In a typical assay, Tyloxapol and MnO₄⁻ ion solutions were added into ultra-pure water (the final concentration of Tyloxapol and MnO₄⁻ were fixed at 3 mmol L⁻¹ and 200 μmol L⁻¹), respectively, followed by the addition of S²⁻. The FL spectra were recorded after reaction for 30 min. The selectivity for S²⁻ was confirmed by adding other related anions instead of S²⁻ in a similar way. All experiments were performed at room temperature.

Detection of aldehydes

Tyloxapol and MnO₄⁻ ion solutions were added into ultra-pure water (the final concentration of Tyloxapol and MnO₄⁻ were fixed at 3 mmol L⁻¹ and 200 μmol L⁻¹), respectively, followed by the addition of formaldehyde. The FL spectra were recorded after reaction for 30 min. The selectivity for formaldehyde was confirmed by adding other organic pollutant. All experiments were performed at room temperature.

Results and discussion

The fluorescent property of Tyloxapol

It is well-known that Tyloxapol can be considered as an oligomer of the nonionic surfactant TX-100 with a polymerization degree below 7.⁴⁵ In our previous experiment, it has been demonstrated that Tyloxapol has a luminescent property while for TX-100 aqueous solution, no FL has been detected.⁴⁶ Thus, it can be concluded that the FL of Tyloxapol is ascribed to the close packing of the seven benzene rings which produces the π–π interaction between the aromatic rings of Tyloxapol while such effect is absent in TX-100. Moreover, the absolute photoluminescence quantum yield of Tyloxapol is 9% when the emission spectrum of Tyloxapol is at 360 nm. It also can be seen from Fig. 2 that the UV/vis absorption spectrum shows a broad absorption band between 300–400 nm which is consistent with the π–π* transition of C=C.⁴⁷ From a detailed photoluminescence study, it also can be found that as the excitation wavelength increases (Fig. 2 and S1†), the emission peak shifts to longer wavelength (from about 375 nm to about 445 nm with a dependence on the excitation wavelengths) and the intensity continually decreases and a very bright blue luminescence under the illumination of UV (365 nm) light can be clearly seen in the inset of Fig. 2.
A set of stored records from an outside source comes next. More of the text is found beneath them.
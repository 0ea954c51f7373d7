//! Main controller implementation.
//!
//! Builds the Kubernetes client, the object store and the Management API client, then
//! runs one watcher per CRD kind until all of them have drained after a shutdown signal.

use crate::config::Config;
use crate::error::ControllerError;
use crate::reconciler::Reconciler;
use crate::store::KubeStore;
use crate::watcher::Watcher;
use auth0_client::Auth0Client;
use crds::{A0Client, A0ClientGrant, A0Connection, A0ResourceServer, A0Tenant};
use futures::StreamExt;
use futures::stream::FuturesUnordered;
use kube::Client;
use std::sync::Arc;
use tokio::task::JoinHandle;
use tracing::{debug, info};

type WatcherHandle = JoinHandle<Result<(), ControllerError>>;

/// Main controller for Auth0 resource management.
#[derive(Debug)]
pub struct Controller {
    tenant_watcher: WatcherHandle,
    resource_server_watcher: WatcherHandle,
    connection_watcher: WatcherHandle,
    client_watcher: WatcherHandle,
    client_grant_watcher: WatcherHandle,
}

fn flatten(kind: &str, result: Result<Result<(), ControllerError>, tokio::task::JoinError>) -> Result<(), ControllerError> {
    result
        .map_err(|e| ControllerError::Watch(format!("{kind} watcher panicked: {e}")))?
        .map_err(|e| ControllerError::Watch(format!("{kind} watcher error: {e}")))
}

/// Wait for every watcher to finish draining. A failing watcher ends the wait at once.
async fn join_watchers(watchers: Vec<(&'static str, WatcherHandle)>) -> Result<(), ControllerError> {
    let mut pending: FuturesUnordered<_> = watchers
        .into_iter()
        .map(|(kind, handle)| async move { (kind, flatten(kind, handle.await)) })
        .collect();
    while let Some((kind, result)) = pending.next().await {
        result?;
        debug!("{} watcher drained, {} still running", kind, pending.len());
    }
    Ok(())
}

impl Controller {
    /// Creates a new controller instance.
    pub async fn new(config: Config) -> Result<Self, ControllerError> {
        info!("Initializing Auth0 Controller");

        let kube_client = Client::try_default().await?;

        // Events are attributed to this replica
        let instance = std::env::var("POD_NAME").unwrap_or_else(|_| format!("auth0-controller-{}", uuid::Uuid::new_v4()));
        let store = KubeStore::new(kube_client.clone(), instance);

        let auth0_client = Auth0Client::new(config.remote_timeout)?;

        let reconciler = Arc::new(Reconciler::new(Arc::new(auth0_client), Arc::new(store), config.clone()));
        let watcher = Arc::new(Watcher::new(reconciler, kube_client, config));

        let tenant_watcher = {
            let watcher = watcher.clone();
            tokio::spawn(async move { watcher.watch::<A0Tenant>().await })
        };
        let resource_server_watcher = {
            let watcher = watcher.clone();
            tokio::spawn(async move { watcher.watch::<A0ResourceServer>().await })
        };
        let connection_watcher = {
            let watcher = watcher.clone();
            tokio::spawn(async move { watcher.watch::<A0Connection>().await })
        };
        let client_watcher = {
            let watcher = watcher.clone();
            tokio::spawn(async move { watcher.watch::<A0Client>().await })
        };
        let client_grant_watcher = tokio::spawn(async move { watcher.watch::<A0ClientGrant>().await });

        Ok(Self {
            tenant_watcher,
            resource_server_watcher,
            connection_watcher,
            client_watcher,
            client_grant_watcher,
        })
    }

    /// Runs the controller until shutdown.
    pub async fn run(self) -> Result<(), ControllerError> {
        info!("Auth0 Controller running");

        // On a shutdown signal each watcher finishes its in-flight reconciles before returning
        join_watchers(vec![
            ("A0Tenant", self.tenant_watcher),
            ("A0ResourceServer", self.resource_server_watcher),
            ("A0Connection", self.connection_watcher),
            ("A0Client", self.client_watcher),
            ("A0ClientGrant", self.client_grant_watcher),
        ])
        .await?;

        info!("Auth0 Controller stopped");
        Ok(())
    }
}

#[cfg(test)]
mod tests {
    use super::*;
    use std::sync::atomic::{AtomicBool, Ordering};
    use std::time::Duration;

    #[tokio::test]
    async fn test_waits_for_slow_watchers_to_drain() {
        let drained = Arc::new(AtomicBool::new(false));
        let slow = {
            let drained = drained.clone();
            tokio::spawn(async move {
                tokio::time::sleep(Duration::from_millis(20)).await;
                drained.store(true, Ordering::SeqCst);
                Ok(())
            })
        };
        let idle = tokio::spawn(async { Ok(()) });

        join_watchers(vec![("A0Tenant", idle), ("A0Client", slow)]).await.unwrap();
        assert!(drained.load(Ordering::SeqCst));
    }

    #[tokio::test]
    async fn test_failing_watcher_ends_the_wait() {
        let stuck = tokio::spawn(async {
            tokio::time::sleep(Duration::from_secs(3600)).await;
            Ok(())
        });
        let failed = tokio::spawn(async { Err(ControllerError::Watch("stream closed".to_string())) });

        let err = join_watchers(vec![("A0Client", stuck), ("A0Connection", failed)])
            .await
            .unwrap_err();
        assert!(err.to_string().contains("A0Connection"));
    }
}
Fig. 2 UV-vis absorption spectra (a) and the FL emission spectra (b) of 3 mmol L⁻¹ Tyloxapol recorded for progressively longer excitation wavelengths in 10 nm increments from 310 nm to 400 nm. Inset: photographs taken under daylight (left) and 365 nm UV light (right) for 3 mmol L⁻¹ Tyloxapol.

In our previous study, it has been also demonstrated that with the increase of the concentration of Tyloxapol, the fluorescence intensity of Tyloxapol increased continually and when its concentration reached 0.02 mmol L⁻¹, the fluorescence intensity increased sharply (Fig. S2a†) which is nearly consistent with the cmc of Tyloxapol (0.03 mmol L⁻¹) because of the formation of micelles. Moreover, the variation of the light scattering intensities as a function of the concentration of Tyloxapol (Fig. S2b†) also indicates that the light scattering intensity increased sharply (0.03 mmol L⁻¹) which is also nearly consistent with the cmc of Tyloxapol. This is because that the formation of micelles made the Tyloxapol molecules accumulating more closely and induced a stronger π–π interaction and this phenomenon can be called aggregation-induced emission (AIE).^48–50 Thus, in our next experiments, the concentration of Tyloxapol was still fixed at 3 mmol L⁻¹ which is above the cmc of Tyloxapol and has strong fluorescence intensity which is benefit for further study.

MnO₄⁻ detection by Tyloxapol

In our previous study, it has been demonstrated that Tyloxapol was a sensitive and selective fluorescence sensor for the detection of Fe³⁺ directly in water over a wide range of metal cations including Na⁺, K⁺, Ag⁺, Hg²⁺, Cd²⁺, Co²⁺, Cu²⁺, Cr³⁺, Mn²⁺, Ba²⁺, Zn²⁺, Ni²⁺, Mg²⁺, Ca²⁺, and Pb²⁺.⁵¹ The possible mechanism of fluorescence quenching may be ascribed to the formation of complexes between Tyloxapol and Fe³⁺. Thus, in this paper, we want to test the sensitive and selective fluorescence behavior of Tyloxapol for a variety of different anions, including Cl⁻, Br⁻, I⁻, NO₃⁻, H₂PO₄⁻, HCO₃⁻, OH⁻, ClO₄⁻, Ac⁻, SO₄²⁻, HPO₄²⁻, CO₃²⁻, C₂O₄²⁻, S²⁻, SO₃²⁻, Cr₂O₇²⁻ and MnO₄⁻. Firstly, the sensing behavior of Tyloxapol (3 mmol L⁻¹) by testing the changes of the fluorescence intensity was investigated by mixing it with different anions (200 μmol L⁻¹) mentioned above. From the FL experimental results, it can be seen that no apparent FL signal changes of the solutions are observed with the addition of most anions as shown in Fig. 3A. However, the addition of I⁻, Cr₂O₇²⁻ and MnO₄⁻ affected the FL spectra and quenched the FL. Especially for Cr₂O₇²⁻ and MnO₄⁻, an obvious FL decrease was observed and the emission intensity was quenched nearly ∼78% and ∼99%, respectively.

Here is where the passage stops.